Unter den Attentätern von Paris war auch Abdeslams Bruder Brahim. Einige seiner Komplizen hatten ebenfalls in Belgien gewohnt, auch der mutmaßliche Drahtzieher Abdelhamid Abaaoud. Er war im November bei einer Razzia in Paris von der Polizei getötet worden.
Die französische Hauptstadt war bereits Anfang vergangenen Jahres von einer Terrorwelle erschüttert worden. Am 7. Januar 2015 hatten islamistische Terroristen die Redaktion der Satirezeitschrift „Charlie Hebdo“ angegriffen und zwölf Menschen ermordet. Bei Attacken auf eine Polizistin und auf einen jüdischen Supermarkt an den beiden folgenden Tagen kamen fünf weitere Menschen um. Seither ist Frankreich in Alarmbereitschaft.
Am Donnerstag hatte es am Jahrestag des Angriffs auf die Satirezeitschrift einen Zwischenfall gegeben. Ein Mann mit der Attrappe eines Sprengstoffgürtels hatte eine Polizeiwache in Paris angegriffen und war dort erschossen worden.

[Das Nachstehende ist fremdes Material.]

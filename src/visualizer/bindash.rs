use std::fs;
use std::path::Path;

use tracing::{info, warn};

use super::{
    Analysis, AnalysisError, ArtifactRecord, DataSummary, FileType, RenderContext,
    ValidationError, Visualizer,
};
use crate::bindash::{data_lines, detect_format, parse_file, Delimiter, Detected, PairwiseComparison};
use crate::matrix::{build_distance_matrix, DistanceMatrix, MatrixError};
use crate::render::{plan_artifact, ArtifactKind, RenderError};
use crate::statistics::summarize;

/// Comparative-genomics figures from BinDash distance tables.
#[derive(Debug, Default, Clone, Copy)]
pub struct BinDashVisualizer;

impl BinDashVisualizer {
    /// Create the visualizer.
    pub fn new() -> Self {
        Self
    }

    fn produce(
        &self,
        kind: ArtifactKind,
        comparisons: &[PairwiseComparison],
        matrix: Result<&DistanceMatrix, &MatrixError>,
        ctx: &RenderContext<'_>,
    ) -> ArtifactRecord {
        let rendered = plan_artifact(kind, comparisons, matrix, ctx.config)
            .and_then(|plan| ctx.backend.render(&plan, ctx.config, ctx.output_dir));
        match rendered {
            Ok(path) => ArtifactRecord {
                kind,
                path: Some(path),
                error: None,
            },
            Err(err) => self.placeholder(kind, &err, ctx),
        }
    }

    fn placeholder(
        &self,
        kind: ArtifactKind,
        err: &RenderError,
        ctx: &RenderContext<'_>,
    ) -> ArtifactRecord {
        let message = err.to_string();
        warn!(artifact = %kind, error = %message, "artifact failed, writing placeholder");
        let path = match ctx
            .backend
            .render_placeholder(kind, &message, ctx.config, ctx.output_dir)
        {
            Ok(path) => Some(path),
            Err(placeholder_err) => {
                warn!(artifact = %kind, error = %placeholder_err, "placeholder failed");
                None
            }
        };
        ArtifactRecord {
            kind,
            path,
            error: Some(message),
        }
    }
}

impl Visualizer for BinDashVisualizer {
    fn file_type(&self) -> FileType {
        FileType::Bindash
    }

    fn name(&self) -> &'static str {
        "BinDash comparative genomics"
    }

    fn validate(&self, path: &Path) -> Result<(), ValidationError> {
        if !self.file_type().matches_extension(path) {
            return Err(ValidationError::UnsupportedExtension {
                path: path.to_path_buf(),
                expected: self.supported_extensions(),
            });
        }
        let content = fs::read_to_string(path).map_err(|source| ValidationError::Io {
            path: path.to_path_buf(),
            source,
        })?;
        let lines = data_lines(&content);
        let Some(first) = lines.first() else {
            return Err(ValidationError::NoDataLines {
                path: path.to_path_buf(),
            });
        };

        let columns = Delimiter::DETECTION_ORDER
            .into_iter()
            .filter(|delimiter| delimiter.appears_in(first))
            .map(|delimiter| delimiter.split(first).len())
            .max()
            .unwrap_or(1);
        if columns >= 3 || detect_format(&lines) == Some(Detected::SquareMatrix) {
            Ok(())
        } else {
            Err(ValidationError::TooFewColumns {
                path: path.to_path_buf(),
                found: columns,
            })
        }
    }

    fn analyze(&self, path: &Path, ctx: &RenderContext<'_>) -> Result<Analysis, AnalysisError> {
        self.validate(path)?;
        let parsed = parse_file(path)?;
        let statistics = summarize(&parsed.comparisons);

        let matrix = build_distance_matrix(&parsed.comparisons);
        if let Err(err) = &matrix {
            warn!(error = %err, "distance matrix unavailable; matrix figures will be placeholders");
        }

        let artifacts: Vec<ArtifactRecord> = ArtifactKind::ALL
            .into_iter()
            .map(|kind| self.produce(kind, &parsed.comparisons, matrix.as_ref(), ctx))
            .collect();

        let data_summary = DataSummary {
            total_comparisons: parsed.len(),
            unique_genomes: parsed.genomes().len(),
            diagnostics: parsed.diagnostics,
        };
        let analysis = Analysis {
            artifacts,
            statistics,
            data_summary,
        };
        let failed = analysis.failed_artifacts().count();
        info!(
            produced = analysis.artifacts.len() - failed,
            failed,
            "bindash artifacts done"
        );
        Ok(analysis)
    }
}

Der Pariser Staatsanwalt François Molins sagte, die Ermittler seien sich über die wahre Identität des Mannes unsicher. Er habe einen Zettel mit dem muslimischen Glaubensbekenntnis, einem Emblem der Terrormiliz Islamischer Staat und seinem Namen bei sich gehabt. Demnach soll er Tunesier sein. Allerdings gibt es auch Hinweise, wonach er aus Marokko stammen soll.